Devletçilik oyununda işbaşına getirilenler, kendi taraftarlarını işe alıp,
iktidarlarını sözümona güçlendirmeye çalışıyorlar. Ama bu yanlış politikalar,
üretim sürecinden bilinçli olarak kopartılan Kıbrıs Türk toplumunun zararına
oluyor. Örneğin 1977-1990 yılları arasında, doğal ve taşıma nüfus artışı oranı
yüzde 18.25 olurken, kamu personeli sayısı aynı dönem içinde yüzde 60.4
olmuştur. Bir başka deyişle, kamu personelinin maaşları için her KKTC
yurttaşının cebinden çıkan para 1977’de 210 dolar iken, 1990’da 461 dolara
yükseldi. 1977 yılında 30.4 milyon dolar olan personel gideri, 1992’de 80.9
milyon dolara ulaştı. Kamu personeli sayısı 10 yılda 7 bin 166’dan 13 bin 162’ye
çıktı. (Kıbrıs, 28 Eylül 1993)
Bir memur cenneti
haline getirilen KKTC devletçiği, taşıma suyla dönen bir değirmeni andırmakta,
hantal ekonomik yapısıyla sınırlı bir üretime karşın, başıboş tüketim
yapmaktadır. Siyasi nedenlerle hazırlanmış çeşitli yasalardan yararlanarak,
genç yaşta emekliye ayrılma sonucu, KKTC’nin emekli memur ordusu 1989’da 6 bin
726 iken, 1993’de 8 bin 23’e yükselmiştir. Sosyal Sigortalar Dairesi’nin ödeme
yapmakta olduğu emekli kişi sayısı ise 12 bin 212’dir. Sosyal yardım alanlar 6
binden fazla olup, 8 bin kadar kişi de “şehit ailesi, malül gazi, mücahitlik
onur maaşı, burs-nakdi yardım” almaktadır. Her ay Maliye ve Sosyal Sigortalar Dairesi’nden
çıkan çek sayısı 40 bin civarındadır.
1993 yılı sonunda
10,402 memur, 3,068 işçi ve 8,056 emekli olmak üzere toplam 21,526 kişiyi
istihdam etmiş olan devlet, DP-CTP hükümetinin aldığı yeni personel ve “geçici
kadro”dakilerle 24 bini aşan bir çalışanlar ordusunu kendisine bağlamıştır.

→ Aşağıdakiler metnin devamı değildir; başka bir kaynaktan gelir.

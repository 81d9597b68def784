//! Validated setters over one aggregate set.
//!
//! A [`MachineView`] is handed out for the at-rest record of an unregistered
//! machine or for the proxy of a Write/VM session. Every setter checks the
//! state dependency and validates its arguments before touching a cell, so a
//! rejected call leaves the set unmodified.

use uuid::Uuid;

use vmkeeper_protocol::{DeviceType, MachineState};

use super::aggregates::{
    find_attachment, is_valid_mac_address, AggregateKind, Chipset, ConfigAggregates, Firmware,
    HardwareProfile, Identity, MediumAttachment, NetworkAdapter, ParallelPort, ParavirtProvider,
    Peripherals, PortMode, SerialPort, SlotKey, StorageBus, StorageController, UsbController,
    UsbControllerType, BOOT_ORDER_SLOTS, PARALLEL_PORT_SLOTS, SERIAL_PORT_SLOTS,
};
use super::state::{check_state_dependency, Role, StateDependency};
use crate::config::Limits;
use crate::error::{MachineError, Result};

pub struct MachineView<'a> {
    machine_id: Uuid,
    config: &'a mut ConfigAggregates,
    state: MachineState,
    registered: bool,
    role: Role,
    limits: &'a Limits,
}
use serde::Serialize;
use tokio::sync::broadcast;
use uuid::Uuid;

use vmkeeper_protocol::{MachineState, SessionState};

use crate::machine::aggregates::MediumAttachment;

/// Notification emitted after a committed transition.
#[derive(Debug, Clone, PartialEq, Serialize)]
#[serde(tag = "type", rename_all = "snake_case")]
pub enum MachineEvent {
    MachineStateChanged {
        machine_id: Uuid,
        state: MachineState,
    },
    SessionStateChanged {
        machine_id: Uuid,
        state: SessionState,
    },
    MediumChanged {
        machine_id: Uuid,
        attachment: MediumAttachment,
    },
    StorageControllerChanged {
        machine_id: Uuid,
        controller: String,
    },
    MachineRegistered {
        machine_id: Uuid,
        registered: bool,
    },
}

impl MachineEvent {
    pub fn machine_id(&self) -> Uuid {
        match self {
            Self::MachineStateChanged { machine_id, .. }
            | Self::SessionStateChanged { machine_id, .. }
            | Self::MediumChanged { machine_id, .. }
            | Self::StorageControllerChanged { machine_id, .. }
            | Self::MachineRegistered { machine_id, .. } => *machine_id,
        }
    }
}

/// Receiver of machine notifications. Never called with a machine lock held.
pub trait EventSink: Send + Sync {
    fn publish(&self, event: MachineEvent);

    fn on_machine_state_changed(&self, machine_id: Uuid, state: MachineState) {
        self.publish(MachineEvent::MachineStateChanged { machine_id, state });
    }

    fn on_session_state_changed(&self, machine_id: Uuid, state: SessionState) {
        self.publish(MachineEvent::SessionStateChanged { machine_id, state });
    }

    fn on_medium_changed(&self, machine_id: Uuid, attachment: MediumAttachment) {
        self.publish(MachineEvent::MediumChanged {
            machine_id,
            attachment,
        });
    }

    fn on_storage_controller_changed(&self, machine_id: Uuid, controller: String) {
        self.publish(MachineEvent::StorageControllerChanged {
            machine_id,
            controller,
        });
    }
}

/// Broadcast hub that fans events out to any number of subscribers.
pub struct EventHub {
    sender: broadcast::Sender<MachineEvent>,
}

impl EventHub {
    pub fn new() -> Self {
        let (sender, _) = broadcast::channel(256);
        Self { sender }
    }

    pub fn subscribe(&self) -> broadcast::Receiver<MachineEvent> {
        self.sender.subscribe()
    }
}

impl Default for EventHub {
    fn default() -> Self {
        Self::new()
    }
}

impl EventSink for EventHub {
    fn publish(&self, event: MachineEvent) {
        tracing::trace!(machine_id = %event.machine_id(), ?event, "machine event");
        // Ignore errors (no subscribers)
        let _ = self.sender.send(event);
    }
}
use std::sync::Arc;

use tokio::sync::watch;

use crate::error::{MachineError, Result};

#[derive(Debug, Clone, PartialEq, Eq)]
pub enum ProgressState {
    Running { percent: u32 },
    Completed,
    Failed(String),
    Canceled,
}

impl ProgressState {
    pub fn is_terminal(&self) -> bool {
        !matches!(self, Self::Running { .. })
    }
}

struct Inner {
    description: String,
    cancelable: bool,
    tx: watch::Sender<ProgressState>,
}

/// Completion handle for a long-running operation.
///
/// The first terminal state wins; later completions and failures are
/// ignored. Cancellation is best-effort: the worker polls
/// [`is_canceled`](Self::is_canceled) between steps.
#[derive(Clone)]
pub struct Progress {
    inner: Arc<Inner>,
}

impl std::fmt::Debug for Progress {
    fn fmt(&self, f: &mut std::fmt::Formatter<'_>) -> std::fmt::Result {
        f.debug_struct("Progress")
            .field("description", &self.inner.description)
            .field("state", &self.state())
            .finish()
    }
}

impl Progress {
    pub fn new(description: impl Into<String>, cancelable: bool) -> Self {
        let (tx, _) = watch::channel(ProgressState::Running { percent: 0 });
        Self {
            inner: Arc::new(Inner {
                description: description.into(),
                cancelable,
                tx,
            }),
        }
    }

    pub fn description(&self) -> &str {
        &self.inner.description
    }

    pub fn state(&self) -> ProgressState {
        self.inner.tx.borrow().clone()
    }

    pub fn is_completed(&self) -> bool {
        self.inner.tx.borrow().is_terminal()
    }

    pub fn is_canceled(&self) -> bool {
        *self.inner.tx.borrow() == ProgressState::Canceled
    }

    pub fn set_percent(&self, percent: u32) {
        self.inner.tx.send_if_modified(|s| match s {
            ProgressState::Running { percent: p } if *p != percent.min(100) => {
                *p = percent.min(100);
                true
            }
            _ => false,
        });
    }

    fn finish(&self, terminal: ProgressState) -> bool {
        self.inner.tx.send_if_modified(|s| {
            if s.is_terminal() {
                return false;
            }
            *s = terminal;
            true
        })
    }

    /// Returns false if the progress had already finished.
    pub fn complete(&self) -> bool {
        self.finish(ProgressState::Completed)
    }

    pub fn fail(&self, message: impl Into<String>) -> bool {
        self.finish(ProgressState::Failed(message.into()))
    }

    pub fn cancel(&self) -> Result<()> {
        if !self.inner.cancelable {
            return Err(MachineError::InvalidState(format!(
                "operation '{}' cannot be canceled",
                self.inner.description
            )));
        }
        self.finish(ProgressState::Canceled);
        Ok(())
    }

    /// Wait for a terminal state and return it.
    pub async fn wait(&self) -> ProgressState {
        let mut rx = self.inner.tx.subscribe();
        let terminal = match rx.wait_for(|s| s.is_terminal()).await {
            Ok(state) => state.clone(),
            // The sender lives as long as `self`.
            Err(_) => self.state(),
        };
        terminal
    }
}

#[cfg(test)]
mod tests {
    use super::*;

    #[tokio::test]
    async fn first_terminal_state_wins() {
        let p = Progress::new("launching", false);
        p.set_percent(40);
        assert_eq!(p.state(), ProgressState::Running { percent: 40 });
        assert!(p.fail("exit code 1"));
        assert!(!p.complete());
        assert_eq!(p.wait().await, ProgressState::Failed("exit code 1".into()));
    }

    #[tokio::test]
    async fn wait_observes_completion_from_worker() {
        let p = Progress::new("creating diffs", true);
        let worker = p.clone();
        tokio::spawn(async move {
            worker.set_percent(50);
            worker.complete();
        });
        assert_eq!(p.wait().await, ProgressState::Completed);
        assert!(p.is_completed());
    }

    #[test]
    fn cancel_requires_cancelable() {
        let p = Progress::new("spawn", false);
        assert!(p.cancel().unwrap_err().is_invalid_state());
        let c = Progress::new("delete", true);
        c.cancel().unwrap();
        assert!(c.is_canceled());
        assert!(!c.complete());
    }
}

Kamu kesimi dışında, özel kesimde çalışanlarla birlikte aktif nüfus, 1994
yılında 75 bini aşmış durumdadır.
KKTC’nin aktif çalışan
nüfusu içinde sendikalaşma oranının düşük olduğu gözlemlenmektedir. Nezire
Gürkan ile Hasan Aşkın’ın yaptıkları bir araştırmada belirtildiğine göre,
Sendikalar Mukayyitliği ile Devlet Planlama Örgütü’nün verilerine göre, 1992
yılı itibariyle 26’sı tamamen KİT ve kamu kuruluşlarında örgütlü olmak üzere,
kayıtlı 36 sendika bulunmaktadır. Bunlara ek olarak bir de İşverenler Sendikası
vardır. (Kıbrıs, 29 Mart 1993)
36 sendikanın 21’i bağımsız,
13’ü Türk-Sen ve 2’si de Dev-İş Federasyonlarının üyesidir. 1991 yılı sonuna
ait verilere göre, bağımsız sendikalarda 10,528, Türk-Sen’de 7,134 ve Dev-İş’te
570 çalışan sendikalı idi. 1992 yılı sonunda, 74,037 çalışandan sadece
20,652’sinin sendikalı olduğu kaydedilmiştir. Ama istatistiklerde bir üyenin
birkaç kez sayılması ve emeklilerin de buna dahil edilmesi yüzünden sendikalı
üye sayısının sağlıklı olarak saptanmasının engellendiği kaydedilmektedir. Bu
durumda sendikalıların çalışanlar içindeki gerçek payının yüzde 30’un oldukça
altında olduğu ortaya çıkar. (Kıbrıs, 4 Nisan 1994)
Sendikalaşmanın büyük
oranda devlette çalışan memur ve işçileri kapsaması ve özel kesimde çok sınırlı
kalması, dikkati çeken bir başka özellik olmaktadır. Örneğin 9,584 kişinin
çalıştığı inşaat kesiminde örgütlü herhangi bir sendika yoktur. (1991 yılı
sonunda 74 üyesi bulunan Türk-Sen’e bağlı Yap-Sen’in bugünkü durumuyla ilgili
bilgi edinemedik.) Sendikalaşmanın sınırlı olduğu tarım ve sanayi kollarında
ise, inşaat işkolunda olduğu gibi Türkiye’den gelen kaçak işgücünün düşük
ücretle istilası söz konusudur. Bunun yarattığı çok boyutlu sorunlara burada
girilmeyecektir.
Sendikacılık konusunda
deneyimi olan Lütfi Özter, bir açıklamasında sendikaların etkin mücadele
yapmamalarını vurgulayarak, KKTC’de yaklaşık 20 bin sendikalının sendikalara
ayda 500 milyon TL aidat ödediğini, ancak sendikaların bu mali olanağı
değerlendiremediğinden şikayet etmiş ve şöyle demişti: “Sendikacılık iddiasında
olanlar, durumlarını ve izledikleri politikayı gözden geçirmeli, parçala-yönet
taktiklerini etkisiz hale getirmeli, sendikal dayanışma sağlamalıdırlar.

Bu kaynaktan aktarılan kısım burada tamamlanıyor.